But the same thing can be done with a $30K account just as easily. So I don't know if the conspiracy theory holds up all that much. More than likely it was congress's reactionary response to the frenzied losses sustained by stock daytraders who made easy money during a bull market but never learned to trade a bear market and got killed. And the rule is effectively is a stop loss. For those with account greater than $25K, they would want to manage their trading such that they don't fall below and enter into the PDT category. And those with less than the $25k required would want to adjust their trading strategy (ie swing trade) to avoid the trading ban that most brokers place on you if you're flagged as a PDT.
But that's not effectively a stop loss. If anything, it's the opposite. One of my worst trading losses came when I bought a position near the close, intending to hold overnight. Then I saw the position move against me dramatically after-hours. I couldn't get out because of the PDT. I ended up taking a much larger loss than I would've ever allowed myself if I had been able to exit freely.

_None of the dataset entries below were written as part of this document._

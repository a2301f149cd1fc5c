//! Enumerating region files of a dimension.

use std::fs;
use std::path::{Path, PathBuf};

use super::SaveFormat;
use crate::world::chunk::{CHUNK_DEPTH, CHUNK_WIDTH};
use crate::world::position::{REGION_WIDTH_IN_CHUNKS, RegionCoord, WorldPos};

/// Blocks along one edge of a region.
const REGION_EDGE_BLOCKS: i64 = REGION_WIDTH_IN_CHUNKS as i64 * CHUNK_WIDTH as i64;

/// A region file found on disk.
#[derive(Debug, Clone, PartialEq, Eq)]
pub struct RegionFile {
    pub coord: RegionCoord,
    pub path: PathBuf,
}

/// Lazily yields the region files a subset cares about.
///
/// Finite; build a new one to start over.
#[derive(Debug)]
pub enum RegionIterator {
    All(AllRegions),
    Circular(CircularRegions),
}

impl RegionIterator {
    /// The dimension directory being walked.
    pub fn base_dir(&self) -> &Path {
        match self {
            RegionIterator::All(it) => &it.base_dir,
            RegionIterator::Circular(it) => &it.base_dir,
        }
    }
}

impl Iterator for RegionIterator {
    type Item = RegionFile;

    fn next(&mut self) -> Option<RegionFile> {
        match self {
            RegionIterator::All(it) => it.next(),
            RegionIterator::Circular(it) => it.next(),
        }
    }
}

/// Every region file of the given format, ordered by z then x.
#[derive(Debug)]
pub struct AllRegions {
    base_dir: PathBuf,
    files: std::vec::IntoIter<RegionFile>,
}

impl AllRegions {
    pub fn new(base_dir: &Path, format: SaveFormat) -> Self {
        let region_dir = base_dir.join("region");
        let mut files = Vec::new();

        match fs::read_dir(&region_dir) {
            Ok(entries) => {
                for entry in entries.flatten() {
                    let path = entry.path();
                    if !path.is_file() {
                        continue;
                    }
                    let Some(name) = path.file_name().and_then(|n| n.to_str()) else {
                        continue;
                    };
                    if !name.ends_with(format.extension()) {
                        continue;
                    }
                    match RegionCoord::from_file_name(name, format.extension()) {
                        Some(coord) => files.push(RegionFile { coord, path }),
                        None => tracing::warn!("Skipping unexpected file in region dir: {}", name),
                    }
                }
            }
            Err(e) => {
                tracing::warn!("Cannot list region dir {}: {}", region_dir.display(), e);
            }
        }

        files.sort_by_key(|f| (f.coord.z, f.coord.x));
        tracing::debug!("Found {} region files in {}", files.len(), region_dir.display());

        Self {
            base_dir: base_dir.to_path_buf(),
            files: files.into_iter(),
        }
    }
}

impl Iterator for AllRegions {
    type Item = RegionFile;

    fn next(&mut self) -> Option<RegionFile> {
        self.files.next()
    }
}

/// Region files whose center lies near a circle, walked row by row
/// (z outer, x inner) over the bounding square of candidate regions.
#[derive(Debug)]
pub struct CircularRegions {
    base_dir: PathBuf,
    format: SaveFormat,
    origin: WorldPos,
    radius: i64,
    min_x: i64,
    max_x: i64,
    max_z: i64,
    current_x: i64,
    current_z: i64,
}

impl CircularRegions {
    pub fn new(base_dir: &Path, format: SaveFormat, origin: WorldPos, radius: i64) -> Self {
        let radius_in_regions = radius / REGION_EDGE_BLOCKS + 1;
        let origin_x = origin.x.div_euclid(REGION_EDGE_BLOCKS);
        let origin_z = origin.z.div_euclid(REGION_EDGE_BLOCKS);

        Self {
            base_dir: base_dir.to_path_buf(),
            format,
            origin,
            radius,
            min_x: origin_x - radius_in_regions,
            max_x: origin_x + radius_in_regions,
            max_z: origin_z + radius_in_regions,
            current_x: origin_x - radius_in_regions - 1,
            current_z: origin_z - radius_in_regions,
        }
    }

    /// Whether region `(rx, rz)` can overlap the circle.
    fn in_range(&self, rx: i64, rz: i64) -> bool {
        let center_of = |r: i64| {
            r.saturating_mul(REGION_EDGE_BLOCKS)
                .saturating_add(REGION_EDGE_BLOCKS / 2)
        };
        let center = WorldPos::new(center_of(rx), center_of(rz));
        let diagonal = ((2 * REGION_EDGE_BLOCKS * REGION_EDGE_BLOCKS) as f64).sqrt() as i64;
        self.origin.separation(&center) <= self.radius.saturating_add(diagonal / 2)
    }
}

impl Iterator for CircularRegions {
    type Item = RegionFile;

    fn next(&mut self) -> Option<RegionFile> {
        if self.radius < 0 {
            return None;
        }
        loop {
            self.current_x += 1;
            if self.current_x > self.max_x {
                self.current_x = self.min_x;
                self.current_z += 1;
            }
            if self.current_z > self.max_z {
                return None;
            }

            let (rx, rz) = (self.current_x, self.current_z);
            if !self.in_range(rx, rz) {
                continue;
            }
            let (Ok(x), Ok(z)) = (i32::try_from(rx), i32::try_from(rz)) else {
                continue;
            };
            let path = self
                .base_dir
                .join("region")
                .join(format!("r.{}.{}.{}", x, z, self.format.extension()));
            if path.is_file() {
                return Some(RegionFile {
                    coord: RegionCoord::new(x, z),
                    path,
                });
            }
        }
    }
}
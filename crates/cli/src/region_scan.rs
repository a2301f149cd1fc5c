//! Which chunks a region file actually holds.
//!
//! Only the region's chunk table and compressed payloads are touched; the
//! chunk NBT itself is never parsed.

use std::fs;

use anyhow::{Context, Result};
use cartograph_engine::subset::RegionFile;
use cartograph_engine::world::position::{ChunkCoord, REGION_WIDTH_IN_CHUNKS};

/// Chunks present in `region`, in row order (z outer, x inner).
pub fn present_chunks(region: &RegionFile) -> Result<Vec<ChunkCoord>> {
    let (rx, rz) = (region.coord.x, region.coord.z);
    let path = &region.path;

    let len = fs::metadata(path)
        .with_context(|| format!("reading metadata of {}", path.display()))?
        .len();
    if len == 0 {
        tracing::debug!("Region r.{}.{} is empty", rx, rz);
        return Ok(Vec::new());
    }

    let file = fs::File::open(path)
        .with_context(|| format!("opening region file {}", path.display()))?;
    let mut reader = fastanvil::Region::from_stream(file)
        .with_context(|| format!("parsing region file {}", path.display()))?;

    let width = REGION_WIDTH_IN_CHUNKS as usize;
    let mut present = Vec::new();
    for z in 0..width {
        for x in 0..width {
            let chunk = reader
                .read_chunk(x, z)
                .with_context(|| format!("reading chunk ({}, {}) from r.{}.{}", x, z, rx, rz))?;
            if chunk.is_some() {
                present.push(region.coord.chunk(x, z));
            }
        }
    }

    tracing::debug!("Region r.{}.{} holds {} chunks", rx, rz, present.len());
    Ok(present)
}

/// Write a region file holding placeholder payloads at the given local slots.
#[cfg(test)]
pub(crate) fn write_region(path: &std::path::Path, slots: &[(usize, usize)]) {
    use std::io::{Cursor, Seek};

    let mut region = fastanvil::Region::new(Cursor::new(Vec::new())).unwrap();
    for &(x, z) in slots {
        region.write_chunk(x, z, b"placeholder chunk").unwrap();
    }
    let mut cursor = region.into_inner().unwrap();
    let len = cursor.stream_position().unwrap();
    let data = cursor.into_inner();
    fs::create_dir_all(path.parent().unwrap()).unwrap();
    fs::write(path, &data[..len as usize]).unwrap();
}
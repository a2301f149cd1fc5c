use super::{BlockFilter, FilterError};
use crate::world::block::{BlockId, ids};
use crate::world::chunk::{CHUNK_DEPTH, CHUNK_WIDTH, RawChunk};

/// Top layer of the nether's bedrock ceiling.
pub const NETHER_ROOF: usize = 127;

/// Strips the nether ceiling so the map shows the caverns below it.
///
/// The roof layer loses its bedrock (and any mushroom growing on it); below
/// that, bedrock and netherrack are cleared down to the first other block.
#[derive(Debug, Clone, Copy, Default)]
pub struct NetherRoofFilter;

impl BlockFilter for NetherRoofFilter {
    fn filter(&self, chunk: &mut RawChunk) -> Result<(), FilterError> {
        for x in 0..CHUNK_WIDTH {
            for z in 0..CHUNK_DEPTH {
                if chunk.block(x, NETHER_ROOF, z) == ids::BEDROCK {
                    chunk.set_block(x, NETHER_ROOF, z, BlockId::AIR);
                    let above = chunk.block(x, NETHER_ROOF + 1, z);
                    if above == ids::RED_MUSHROOM || above == ids::BROWN_MUSHROOM {
                        chunk.set_block(x, NETHER_ROOF + 1, z, BlockId::AIR);
                    }
                }

                for y in (0..NETHER_ROOF).rev() {
                    match chunk.block(x, y, z) {
                        ids::BEDROCK | ids::NETHERRACK => chunk.set_block(x, y, z, BlockId::AIR),
                        _ => break,
                    }
                }
            }
        }
        Ok(())
    }
}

pdt rule should be eliminated. just because you can afford to have 25k in an account, does not mean u have any clue how to trade and manage risk.
But that's, no offense, your own fault since you failed to monitor and properly anticipate what would trigger the PDT flag. Had you had done your due diligence, you wouldn't have entered the trade to begin with.
You can't come 5 hours late to a party and not expect to look like an idiot. There's no exception with your post either
It's not about that really. It's partly about disposable income and the lack thereof. Ask yourself this question. Why does the PDT only apply to stocks and stock options? Do you remember the media induced public outcry back then in 2000 about daytraders and their effect on the stock market which lead to the rule enactment in 2001?
Why do you need to insult everyone who doesn't agree with you? You look kind of silly arguing about the lack of merit of PDT rule when there are alternatives. And if you are as savvy as you portend, you'd move into those markets and never look back. Real professionals adapt.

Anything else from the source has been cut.